Fourthly, the allegations raised by the Authority are matters of opinion, and not of fact – and should be tested. Mr Maddison noted that neither Promethean nor the IPs had received any complaints from consumers in respect of the trading names listed on the Register. There was no evidence that there had been any consumer detriment.

105.

Fifthly, Promethean’s entry on the Register included a notice that not all of its activities were subject to authorisation by the FCA, and that consumer protections may not be available for the non-authorised activities.
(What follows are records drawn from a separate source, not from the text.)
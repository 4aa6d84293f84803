//! Output formats and their prompt directives

use std::fmt;
use std::str::FromStr;

use serde::{Deserialize, Serialize};

use crate::LorewrightError;

/// Formats a generation can be requested in
#[derive(Debug, Clone, Copy, PartialEq, Eq, Hash, Serialize, Deserialize)]
#[serde(rename_all = "kebab-case")]
pub enum OutputFormat {
    PlainText,
    Markdown,
    Html,
    Json,
    Xml,
}

impl OutputFormat {
    pub const ALL: [OutputFormat; 5] = [
        OutputFormat::PlainText,
        OutputFormat::Markdown,
        OutputFormat::Html,
        OutputFormat::Json,
        OutputFormat::Xml,
    ];

    /// Exact, case-insensitive lookup by name or file extension
    pub fn from_name(name: &str) -> Option<Self> {
        let name = name.trim().to_ascii_lowercase();
        let format = match name.trim_start_matches('.') {
            "txt" | "text" | "plain" | "plain-text" => Self::PlainText,
            "md" | "markdown" => Self::Markdown,
            "html" | "htm" => Self::Html,
            "json" => Self::Json,
            "xml" => Self::Xml,
            _ => return None,
        };
        Some(format)
    }

    pub fn name(&self) -> &'static str {
        match self {
            Self::PlainText => "plain-text",
            Self::Markdown => "markdown",
            Self::Html => "html",
            Self::Json => "json",
            Self::Xml => "xml",
        }
    }

    /// File extension without the dot
    pub fn extension(&self) -> &'static str {
        match self {
            Self::PlainText => "txt",
            Self::Markdown => "md",
            Self::Html => "html",
            Self::Json => "json",
            Self::Xml => "xml",
        }
    }

    /// Block appended to the rendered prompt
    ///
    /// Every directive starts on its own paragraph with a `FORMAT REQUIREMENT:`
    /// marker so a leaked echo can be recognised and removed afterwards.
    pub fn directive(&self) -> &'static str {
        match self {
            Self::PlainText => {
                "\n\nFORMAT REQUIREMENT: Plain text only. Do not use markdown syntax \
                 (no *, #, _ or other markup). Do not include these instructions in your \
                 output. Write only the requested content as clean, readable prose."
            }
            Self::Markdown => {
                "\n\nFORMAT REQUIREMENT: Use markdown formatting (# headers, **bold**, \
                 *italics*, lists). Do not include these instructions in your output. \
                 Write only the requested content."
            }
            Self::Html => {
                "\n\nFORMAT REQUIREMENT: Output valid HTML using proper tags (<h1>, <h2>, \
                 <p>, <ul>, <ol>, <table>). Do not include these instructions in your \
                 output. Write only the HTML content."
            }
            Self::Json => {
                "\n\nFORMAT REQUIREMENT: Output only valid JSON. Do not include these \
                 instructions or any explanation. Start directly with { or [ and end \
                 with } or ]."
            }
            Self::Xml => {
                "\n\nFORMAT REQUIREMENT: Output only valid XML. Do not include these \
                 instructions or any explanation. Start directly with <?xml or the root \
                 element."
            }
        }
    }
}

impl fmt::Display for OutputFormat {
    fn fmt(&self, f: &mut fmt::Formatter<'_>) -> fmt::Result {
        f.write_str(self.name())
    }
}

impl FromStr for OutputFormat {
    type Err = LorewrightError;

    fn from_str(s: &str) -> Result<Self, Self::Err> {
        Self::from_name(s).ok_or_else(|| LorewrightError::UnknownOutputFormat(s.to_string()))
    }
}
Consumers would therefore be aware that they might not be able to benefit from the consumer protection that is otherwise available to customers of authorised entities.

106.

Sixthly, the October 2022 and February 2023 guidance issued by the Authority in respect of trading names was defective, as no consultation about the guidance had been carried out in accordance with s139A(5) FSMA. Mr Maddison notes that the guidance states that the addition of trading names to the Register has no legal effect, and relies on this in support of Promethean’s position that the inclusion of the NGTN’s does not give rise to any breach of FSMA.

107.

Seventhly, the change in the commercial arrangements between Promethean and the IPs (moving from a referral model to a fixed monthly fee) affected the commercial relationship and regulatory requirements with the IPs.

108.

Finally, the Authority’s statement in paragraph 26 of their 7 November 2022 letter that the use of “org” domain names is limited to charities and not-for-profit organisations is wrong. Mr Fell’s response is that the use of “org” domain names is not central to the Authority’s case, and the use of the “org” domain can carry the connotation that a domain is linked with a philanthropic endeavour.